• **PROBLEM STATEMENT**
Take the records below and print them verbatim up to and including the line that carries "pub mod runner;".

[Collected data]
++++++++++++++++++++
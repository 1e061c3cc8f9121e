//! Orchestration Layer
//!
//! This crate turns scenario files into running simulations:
//! - JSON scenario parsing and validation
//! - Simulation construction from a validated scenario
//! - Synchronous simulation runner with lifecycle management

#![warn(missing_docs)]

pub mod config;
pub mod runner;

pub use config::{ConfigError, DomainBounds, SimulationConfig};
pub use runner::{RunSummary, RunnerState, SimulationRunner};

use std::path::Path;

use sph1d_kernel::Simulation;

/// Create a complete simulation from a configuration file
///
/// This function performs the full simulation setup pipeline:
/// 1. Load and validate the configuration
/// 2. Place particles and build the simulation
/// 3. Wrap it in a SimulationRunner for lifecycle management
///
/// # Arguments
/// * `config_path` - Path to the JSON configuration file
///
/// # Returns
/// A `SimulationRunner` ready to be started, or an error if setup fails
///
/// # Example
/// ```no_run
/// use sph1d_orchestrator::create_simulation;
///
/// let mut runner = create_simulation("configs/dam_break_wet.json")?;
/// let summary = runner.run();
/// println!("{} steps", summary.timestep_count);
/// # Ok::<(), sph1d_orchestrator::ConfigError>(())
/// ```
pub fn create_simulation(config_path: impl AsRef<Path>) -> Result<SimulationRunner, ConfigError> {
    let config_path = config_path.as_ref();
    tracing::info!("Creating simulation from config: {}", config_path.display());

    let config = SimulationConfig::load(config_path)?;
    tracing::info!("Configuration loaded: {}", config.name);

    let simulation = build_simulation(&config)?;

    tracing::info!("Simulation ready to start");
    Ok(SimulationRunner::new(simulation, config.max_steps))
}

/// Build a simulation from a validated configuration
pub fn build_simulation(config: &SimulationConfig) -> Result<Simulation, ConfigError> {
    config.validate()?;
    tracing::info!(
        "Setting up {}: {} particles ({}) on [{}, {}], ground {}",
        config.name,
        config.particle_number,
        config.particle_distribution.name(),
        config.domain.min,
        config.domain.max,
        config.ground.name()
    );
    Ok(Simulation::new(&config.to_settings())?)
}

#[cfg(test)]
mod tests {
    use super::*;
    use sph1d_kernel::{BoundaryType, IntegratorType};

    #[test]
    fn test_build_simulation_applies_config() {
        let config = SimulationConfig::from_json(
            r#"{
                "name": "cyclic",
                "domain": { "min": 0.0, "max": 4.0 },
                "particle_number": 120,
                "boundary_type": "CYCLIC",
                "integrator_type": "EULER",
                "fluid_volume": 2.0,
                "time_max": 0.25
            }"#,
        )
        .unwrap();

        let sim = build_simulation(&config).unwrap();
        assert_eq!(sim.particles().len(), 120);
        assert_eq!(sim.integrator_type(), IntegratorType::Euler);
        assert_eq!(sim.environment().boundary().kind(), BoundaryType::Cyclic);
        assert_eq!(sim.time_max(), Some(0.25));
        assert!((sim.environment().particle_volume() - 2.0 / 120.0).abs() < 1e-15);
    }

    #[test]
    fn test_build_simulation_rejects_invalid_config() {
        let mut config =
            SimulationConfig::from_json(r#"{ "name": "t", "domain": { "min": 0.0, "max": 1.0 } }"#)
                .unwrap();
        config.gravity = -1.0;
        assert!(matches!(
            build_simulation(&config),
            Err(ConfigError::Invalid(_))
        ));
    }

    #[test]
    fn test_create_simulation_missing_file() {
        assert!(matches!(
            create_simulation("no/such/scenario.json"),
            Err(ConfigError::Io { .. })
        ));
    }
}
//! Time-step selection.
//!
//! The adaptive modes bound the step by the time a signal needs to cross one
//! smoothing length, where the signal speed is the fastest particle plus the
//! shallow-water wave speed `c = sqrt(g h)`.

use std::str::FromStr;

use serde::{Deserialize, Serialize};

use crate::error::SimError;
use crate::particle::ParticleArrays;

/// Courant factor of [`stable_time_step`] for moving particles.
pub const STABLE_FACTOR: f64 = 0.20;
/// Courant factor of [`stable_time_step`] when every particle is at rest.
pub const STABLE_FACTOR_AT_REST: f64 = 0.10;
/// Courant factor of [`fast_time_step`] for moving particles.
pub const FAST_FACTOR: f64 = 0.11;
/// Courant factor of [`fast_time_step`] when every particle is at rest.
pub const FAST_FACTOR_AT_REST: f64 = 0.055;
/// Weight of the particle speed in [`fast_time_step`].
pub const FAST_SPEED_WEIGHT: f64 = 0.2;

/// How the simulation chooses its step size.
#[derive(Debug, Clone, Copy, PartialEq, Eq, Hash, Default, Serialize, Deserialize)]
#[serde(rename_all = "SCREAMING_SNAKE_CASE")]
pub enum TimeSteppingMode {
    /// Always use the configured fixed step.
    Fixed,
    /// Conservative adaptive step.
    #[default]
    Stable,
    /// Larger adaptive step that discounts particle speed.
    Fast,
}

impl TimeSteppingMode {
    /// Canonical configuration name.
    pub fn name(self) -> &'static str {
        match self {
            TimeSteppingMode::Fixed => "FIXED",
            TimeSteppingMode::Stable => "STABLE",
            TimeSteppingMode::Fast => "FAST",
        }
    }
}

impl FromStr for TimeSteppingMode {
    type Err = SimError;

    fn from_str(s: &str) -> Result<Self, Self::Err> {
        match s.trim().to_ascii_uppercase().as_str() {
            "FIXED" => Ok(TimeSteppingMode::Fixed),
            "STABLE" => Ok(TimeSteppingMode::Stable),
            "FAST" => Ok(TimeSteppingMode::Fast),
            _ => Err(SimError::UnknownVariant {
                kind: "time stepping mode",
                value: s.to_string(),
                expected: "FIXED, STABLE, FAST",
            }),
        }
    }
}

/// Largest absolute particle speed, zero for an empty set.
pub fn max_speed(particles: &ParticleArrays) -> f64 {
    particles.vx.iter().fold(0.0_f64, |m, &v| m.max(v.abs()))
}

/// Shallow-water wave speed `sqrt(g h)`.
#[inline]
pub fn wave_speed(gravity: f64, h: f64) -> f64 {
    (gravity * h).sqrt()
}

/// Conservative adaptive step.
///
/// ```text
/// dt = 0.20 * h / (v_max + c)   if v_max > 0
/// dt = 0.10 * h / c             otherwise
/// ```
pub fn stable_time_step(particles: &ParticleArrays, h: f64, gravity: f64) -> f64 {
    let v_max = max_speed(particles);
    let c = wave_speed(gravity, h);
    if v_max == 0.0 {
        STABLE_FACTOR_AT_REST * h / c
    } else {
        STABLE_FACTOR * h / (v_max + c)
    }
}

/// Larger adaptive step.
///
/// ```text
/// dt = 0.11 * h / (0.2 v_max + c)   if v_max > 0
/// dt = 0.055 * h / c                otherwise
/// ```
pub fn fast_time_step(particles: &ParticleArrays, h: f64, gravity: f64) -> f64 {
    let v_max = max_speed(particles);
    let c = wave_speed(gravity, h);
    if v_max == 0.0 {
        FAST_FACTOR_AT_REST * h / c
    } else {
        FAST_FACTOR * h / (FAST_SPEED_WEIGHT * v_max + c)
    }
}

/// Step size for `mode`, before any limit or end-time clamp.
pub fn time_step(
    mode: TimeSteppingMode,
    particles: &ParticleArrays,
    h: f64,
    gravity: f64,
    fixed_dt: f64,
) -> f64 {
    match mode {
        TimeSteppingMode::Fixed => fixed_dt,
        TimeSteppingMode::Stable => stable_time_step(particles, h, gravity),
        TimeSteppingMode::Fast => fast_time_step(particles, h, gravity),
    }
}

#[cfg(test)]
mod tests {
    use super::*;

    const G: f64 = 9.81;

    fn with_speeds(speeds: &[f64]) -> ParticleArrays {
        let mut p = ParticleArrays::new();
        for (i, &v) in speeds.iter().enumerate() {
            p.push_particle(i as f64, v);
        }
        p
    }

    #[test]
    fn stable_at_rest() {
        let h = 0.1;
        let p = with_speeds(&[0.0, 0.0, 0.0]);
        let dt = stable_time_step(&p, h, G);
        let expected = 0.10 * h / (G * h).sqrt();
        assert!((dt - expected).abs() < 1.0e-15, "dt={dt}, expected={expected}");
    }

    #[test]
    fn stable_with_motion_uses_fastest_particle() {
        let h = 0.1;
        let p = with_speeds(&[0.5, -2.0, 1.0]);
        let dt = stable_time_step(&p, h, G);
        let expected = 0.20 * h / (2.0 + (G * h).sqrt());
        assert!((dt - expected).abs() < 1.0e-15, "dt={dt}, expected={expected}");
    }

    #[test]
    fn fast_mode_formulas() {
        let h = 0.2;
        let c = (G * h).sqrt();
        let rest = with_speeds(&[0.0, 0.0]);
        assert!((fast_time_step(&rest, h, G) - 0.055 * h / c).abs() < 1.0e-15);

        let moving = with_speeds(&[3.0, -1.0]);
        let expected = 0.11 * h / (0.2 * 3.0 + c);
        assert!((fast_time_step(&moving, h, G) - expected).abs() < 1.0e-15);
    }

    #[test]
    fn fast_is_not_smaller_than_stable_for_fast_flow() {
        let h = 0.1;
        let p = with_speeds(&[5.0]);
        assert!(fast_time_step(&p, h, G) > stable_time_step(&p, h, G));
    }

    #[test]
    fn dispatch_by_mode() {
        let p = with_speeds(&[1.0]);
        assert_eq!(time_step(TimeSteppingMode::Fixed, &p, 0.1, G, 0.004), 0.004);
        assert_eq!(
            time_step(TimeSteppingMode::Stable, &p, 0.1, G, 0.004),
            stable_time_step(&p, 0.1, G)
        );
        assert_eq!(
            time_step(TimeSteppingMode::Fast, &p, 0.1, G, 0.004),
            fast_time_step(&p, 0.1, G)
        );
    }

    #[test]
    fn parses_mode_names() {
        assert_eq!("fast".parse::<TimeSteppingMode>().unwrap(), TimeSteppingMode::Fast);
        assert_eq!(
            TimeSteppingMode::Fixed.name().parse::<TimeSteppingMode>().unwrap(),
            TimeSteppingMode::Fixed
        );
        assert!("adaptive".parse::<TimeSteppingMode>().is_err());
    }
}
//! Reference test framework for shallow-water SPH validation
//!
//! This crate runs scenario files to completion and validates the final state
//! against physical expectations and analytical dam-break solutions.

pub mod analytical;
pub mod suite;

#[cfg(test)]
mod tests;

use analytical::{DamBreakSolution, RitterSolution, StokerSolution};
use sph1d_kernel::diagnostics::{all_finite, fluid_volume, total_momentum, Diagnostics};
use sph1d_kernel::{GroundProfile, ParticleDistribution, Simulation};
use sph1d_orchestrator::{build_simulation, RunnerState, SimulationConfig, SimulationRunner};

/// Samples used for integrals over the domain
const DIAGNOSTIC_SAMPLES: usize = 4000;

/// Expected result criteria for a reference test
#[derive(Debug, Clone, Default)]
pub struct ExpectedResult {
    /// Particle position bounds validation
    pub position_bounds: Option<PositionBoundsCheck>,
    /// Every particle field must stay finite
    pub finite_state: bool,
    /// Fluid volume conservation
    pub conservation: Option<ConservationCheck>,
    /// Dam-break front position against Ritter's solution
    pub ritter_front: Option<RitterFrontCheck>,
    /// Height profile against an analytical dam-break solution
    pub profile: Option<ProfileCheck>,
    /// Net momentum of a mirror-symmetric setup
    pub symmetry: Option<SymmetryCheck>,
}

/// Check that particles remain within specified bounds
#[derive(Debug, Clone)]
pub struct PositionBoundsCheck {
    /// Minimum allowed position (m)
    pub min: f64,
    /// Maximum allowed position (m)
    pub max: f64,
}

/// Check that the integrated fluid height matches the configured volume
#[derive(Debug, Clone)]
pub struct ConservationCheck {
    /// Maximum allowed relative volume error (0.0 to 1.0)
    pub max_volume_error: f64,
}

/// Compare the leading particle with the Ritter wet/dry front
#[derive(Debug, Clone)]
pub struct RitterFrontCheck {
    /// Analytical solution for the configured dam
    pub solution: RitterSolution,
    /// Smallest accepted ratio of simulated to analytical front travel
    pub min_ratio: f64,
    /// Largest accepted ratio of simulated to analytical front travel
    pub max_ratio: f64,
}

/// Compare the SPH fluid height with an analytical profile
#[derive(Debug, Clone)]
pub struct ProfileCheck {
    /// Analytical solution for the configured dam
    pub solution: DamBreakSolution,
    /// Maximum mean absolute height error, relative to the upstream depth
    pub max_mean_error: f64,
    /// Upstream depth used for normalisation (m)
    pub reference_depth: f64,
}

/// Check that a symmetric setup keeps zero net momentum
#[derive(Debug, Clone)]
pub struct SymmetryCheck {
    /// Maximum |sum V v| relative to sum V |v|
    pub max_relative_momentum: f64,
}

/// Result of running a reference test
#[derive(Debug)]
pub struct TestResult {
    /// Test name
    pub name: String,
    /// Whether test passed
    pub passed: bool,
    /// Individual check results
    pub checks: Vec<CheckResult>,
    /// Conserved quantities at the end of the run
    pub diagnostics: Diagnostics,
    /// Number of timesteps executed
    pub timesteps: u64,
    /// Simulated time (seconds)
    pub sim_time: f64,
}

/// Result of an individual validation check
#[derive(Debug)]
pub struct CheckResult {
    /// Check name
    pub name: String,
    /// Whether check passed
    pub passed: bool,
    /// Detail message
    pub message: Option<String>,
}

impl CheckResult {
    fn pass(name: &str, message: String) -> Self {
        Self {
            name: name.to_string(),
            passed: true,
            message: Some(message),
        }
    }

    fn fail(name: &str, message: String) -> Self {
        Self {
            name: name.to_string(),
            passed: false,
            message: Some(message),
        }
    }
}

/// A reference test case
#[derive(Debug, Clone)]
pub struct ReferenceTest {
    /// Test name
    pub name: String,
    /// Path to configuration file
    pub config_path: String,
    /// Expected results to validate
    pub expected: ExpectedResult,
}

impl ReferenceTest {
    /// Run the scenario to its stopping condition and validate the final state
    pub fn run(&self) -> Result<TestResult, String> {
        tracing::info!("Running reference test: {}", self.name);

        let config = SimulationConfig::load(&self.config_path).map_err(|e| e.to_string())?;
        if !config.has_stopping_condition() {
            return Err(format!("{} has no stopping condition", self.config_path));
        }
        let simulation = build_simulation(&config).map_err(|e| e.to_string())?;
        tracing::info!(
            "Initialized: {} particles, h={}",
            simulation.particles().len(),
            simulation.environment().smoothing_length()
        );

        let mut runner = SimulationRunner::new(simulation, config.max_steps);
        let summary = runner.run();
        tracing::info!(
            "Simulation complete: {} steps, {:.6}s simulated",
            summary.timestep_count,
            summary.sim_time
        );

        let simulation = runner.simulation();
        let mut checks = vec![validate_run(&runner)];

        if let Some(ref bounds) = self.expected.position_bounds {
            checks.push(validate_position_bounds(simulation, bounds));
        }
        if self.expected.finite_state {
            checks.push(validate_finite(simulation));
        }
        if let Some(ref conservation) = self.expected.conservation {
            checks.push(validate_conservation(simulation, conservation, config.fluid_volume));
        }
        if let Some(ref front) = self.expected.ritter_front {
            checks.push(validate_ritter_front(simulation, front));
        }
        if let Some(ref profile) = self.expected.profile {
            checks.push(validate_profile(simulation, profile));
        }
        if let Some(ref symmetry) = self.expected.symmetry {
            checks.push(validate_symmetry(simulation, symmetry));
        }

        Ok(TestResult {
            name: self.name.clone(),
            passed: checks.iter().all(|c| c.passed),
            checks,
            diagnostics: Diagnostics::measure(simulation.environment(), DIAGNOSTIC_SAMPLES),
            timesteps: summary.timestep_count,
            sim_time: summary.sim_time,
        })
    }
}

/// Analytical solution for a dam-break scenario over a flat bed.
///
/// The dam sits at the domain centre. Depths follow from how the particle
/// distribution shares the fluid volume between the two halves.
pub fn dam_break_solution(config: &SimulationConfig) -> Option<DamBreakSolution> {
    if !matches!(config.ground, GroundProfile::Flat { height } if height == 0.0) {
        return None;
    }
    let half_width = 0.5 * config.domain_width();
    let dam_position = config.domain.min + half_width;
    let n = config.particle_number;
    let particle_volume = config.fluid_volume / n as f64;

    match config.particle_distribution {
        ParticleDistribution::DamBreakDry => Some(DamBreakSolution::Ritter(RitterSolution::new(
            dam_position,
            config.fluid_volume / half_width,
            config.gravity,
        ))),
        ParticleDistribution::DamBreakWet => {
            let upstream = (2 * n + 1) / 3;
            let h0 = upstream as f64 * particle_volume / half_width;
            let h1 = (n - upstream) as f64 * particle_volume / half_width;
            StokerSolution::new(dam_position, h0, h1, config.gravity)
                .ok()
                .map(DamBreakSolution::Stoker)
        }
        _ => None,
    }
}

/// The run itself must end by reaching its stopping condition
fn validate_run(runner: &SimulationRunner) -> CheckResult {
    match runner.state() {
        RunnerState::Finished if runner.failed_steps() == 0 => CheckResult::pass(
            "Run",
            format!("Finished after {} steps", runner.timestep_count()),
        ),
        state => CheckResult::fail(
            "Run",
            format!(
                "Ended in {:?} with {} failed steps{}",
                state,
                runner.failed_steps(),
                runner
                    .error_message()
                    .map(|m| format!(": {m}"))
                    .unwrap_or_default()
            ),
        ),
    }
}

/// Validate that particles remain within specified bounds
fn validate_position_bounds(simulation: &Simulation, bounds: &PositionBoundsCheck) -> CheckResult {
    let mut violations = 0;
    let mut max_violation = 0.0_f64;

    for &x in &simulation.particles().x {
        let violation = (bounds.min - x).max(x - bounds.max);
        if violation > 0.0 {
            violations += 1;
            max_violation = max_violation.max(violation);
        }
    }

    if violations == 0 {
        CheckResult::pass(
            "Position Bounds",
            format!("All particles in [{}, {}]", bounds.min, bounds.max),
        )
    } else {
        CheckResult::fail(
            "Position Bounds",
            format!(
                "{} particles out of bounds (max violation: {:.6} m)",
                violations, max_violation
            ),
        )
    }
}

fn validate_finite(simulation: &Simulation) -> CheckResult {
    if all_finite(simulation.particles()) {
        CheckResult::pass("Finite State", "All particle fields finite".to_string())
    } else {
        CheckResult::fail("Finite State", "Non-finite particle field".to_string())
    }
}

/// Validate volume conservation
fn validate_conservation(
    simulation: &Simulation,
    check: &ConservationCheck,
    expected_volume: f64,
) -> CheckResult {
    let volume = fluid_volume(simulation.environment(), DIAGNOSTIC_SAMPLES);
    let error = (volume - expected_volume).abs() / expected_volume;

    if error <= check.max_volume_error {
        CheckResult::pass(
            "Conservation",
            format!("Volume: {:.6} (error: {:.4}%)", volume, error * 100.0),
        )
    } else {
        CheckResult::fail(
            "Conservation",
            format!(
                "Volume: {:.6}, expected {:.6} (error: {:.4}%, limit: {:.4}%)",
                volume,
                expected_volume,
                error * 100.0,
                check.max_volume_error * 100.0
            ),
        )
    }
}

/// Compare the leading particle's travel with Ritter's 2 c0 t
fn validate_ritter_front(simulation: &Simulation, check: &RitterFrontCheck) -> CheckResult {
    let t = simulation.total_time();
    let dam = check.solution.dam_position;
    let expected = check.solution.front_position(t) - dam;
    let front = simulation
        .particles()
        .x
        .iter()
        .copied()
        .fold(f64::NEG_INFINITY, f64::max);

    if expected <= 0.0 || !expected.is_finite() {
        return CheckResult::fail("Ritter Front", format!("No front travel at t = {t}"));
    }
    let ratio = (front - dam) / expected;
    let message = format!(
        "Front at {:.4} m, Ritter {:.4} m (ratio {:.3}, accepted {:.2}..{:.2})",
        front,
        dam + expected,
        ratio,
        check.min_ratio,
        check.max_ratio
    );
    if ratio >= check.min_ratio && ratio <= check.max_ratio {
        CheckResult::pass("Ritter Front", message)
    } else {
        CheckResult::fail("Ritter Front", message)
    }
}

/// Mean absolute error of H(x) against the analytical depth
fn validate_profile(simulation: &Simulation, check: &ProfileCheck) -> CheckResult {
    let env = simulation.environment();
    let t = simulation.total_time();
    let boundary = env.boundary();
    let dx = boundary.width() / DIAGNOSTIC_SAMPLES as f64;

    let total_error: f64 = (0..DIAGNOSTIC_SAMPLES)
        .map(|i| {
            let x = boundary.x_min() + (i as f64 + 0.5) * dx;
            (env.fluid_height(x) - check.solution.height_at(x, t)).abs()
        })
        .sum();
    let mean_error = total_error / DIAGNOSTIC_SAMPLES as f64 / check.reference_depth;

    let message = format!(
        "Mean height error: {:.3}% of upstream depth (limit: {:.3}%)",
        mean_error * 100.0,
        check.max_mean_error * 100.0
    );
    if mean_error <= check.max_mean_error {
        CheckResult::pass("Height Profile", message)
    } else {
        CheckResult::fail("Height Profile", message)
    }
}

fn validate_symmetry(simulation: &Simulation, check: &SymmetryCheck) -> CheckResult {
    let env = simulation.environment();
    let momentum = total_momentum(env);
    let scale: f64 =
        simulation.particles().vx.iter().map(|v| v.abs()).sum::<f64>() * env.particle_volume();
    let relative = if scale > 0.0 { momentum.abs() / scale } else { 0.0 };

    let message = format!("Net momentum {:.3e} (relative {:.3e})", momentum, relative);
    if relative <= check.max_relative_momentum {
        CheckResult::pass("Momentum Symmetry", message)
    } else {
        CheckResult::fail("Momentum Symmetry", message)
    }
}

impl TestResult {
    /// Print a summary of the test result
    pub fn print_summary(&self) {
        println!("\n{}", "=".repeat(80));
        println!("Test: {}", self.name);
        println!("{}", "=".repeat(80));
        println!("Status: {}", if self.passed { "PASSED" } else { "FAILED" });
        println!("Timesteps: {}", self.timesteps);
        println!("Simulated time: {:.6} s", self.sim_time);
        println!("\nDiagnostics:");
        println!("  Fluid volume: {:.6}", self.diagnostics.fluid_volume);
        println!("  Momentum: {:.3e}", self.diagnostics.momentum);
        println!("  Total energy: {:.6}", self.diagnostics.total_energy());
        println!("  Max speed: {:.4} m/s", self.diagnostics.max_speed);
        println!("\nValidation Checks:");
        for check in &self.checks {
            let status = if check.passed { "PASS" } else { "FAIL" };
            print!("  [{}] {}", status, check.name);
            if let Some(ref msg) = check.message {
                print!(" - {}", msg);
            }
            println!();
        }
        println!("{}", "=".repeat(80));
    }
}

/// Load a config and derive the dam-break checks it supports
pub fn dam_break_expectations(
    config_path: &str,
    min_front_ratio: f64,
    max_front_ratio: f64,
    max_profile_error: f64,
) -> Result<ExpectedResult, String> {
    let config = SimulationConfig::load(config_path).map_err(|e| e.to_string())?;
    let solution = dam_break_solution(&config)
        .ok_or_else(|| format!("{config_path} is not a flat-bed dam break"))?;

    let reference_depth = match solution {
        DamBreakSolution::Ritter(s) => s.upstream_depth,
        DamBreakSolution::Stoker(s) => s.upstream_depth,
    };
    let ritter_front = match solution {
        DamBreakSolution::Ritter(solution) => Some(RitterFrontCheck {
            solution,
            min_ratio: min_front_ratio,
            max_ratio: max_front_ratio,
        }),
        DamBreakSolution::Stoker(_) => None,
    };

    Ok(ExpectedResult {
        position_bounds: Some(PositionBoundsCheck {
            min: config.domain.min,
            max: config.domain.max,
        }),
        finite_state: true,
        conservation: Some(ConservationCheck {
            max_volume_error: 1.0e-3,
        }),
        ritter_front,
        profile: Some(ProfileCheck {
            solution,
            max_mean_error: max_profile_error,
            reference_depth,
        }),
        symmetry: None,
    })
}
++++++++++++++++++++
• **RESPONSE FOR THIS EXERCISE**
repository 1e061c3cc8f9121e
//! Orchestration Layer
//!
//! This crate turns scenario files into running simulations:
//! - JSON scenario parsing and validation
//! - Simulation construction from a validated scenario
//! - Synchronous simulation runner with lifecycle management

#![warn(missing_docs)]

pub mod config;
pub mod runner;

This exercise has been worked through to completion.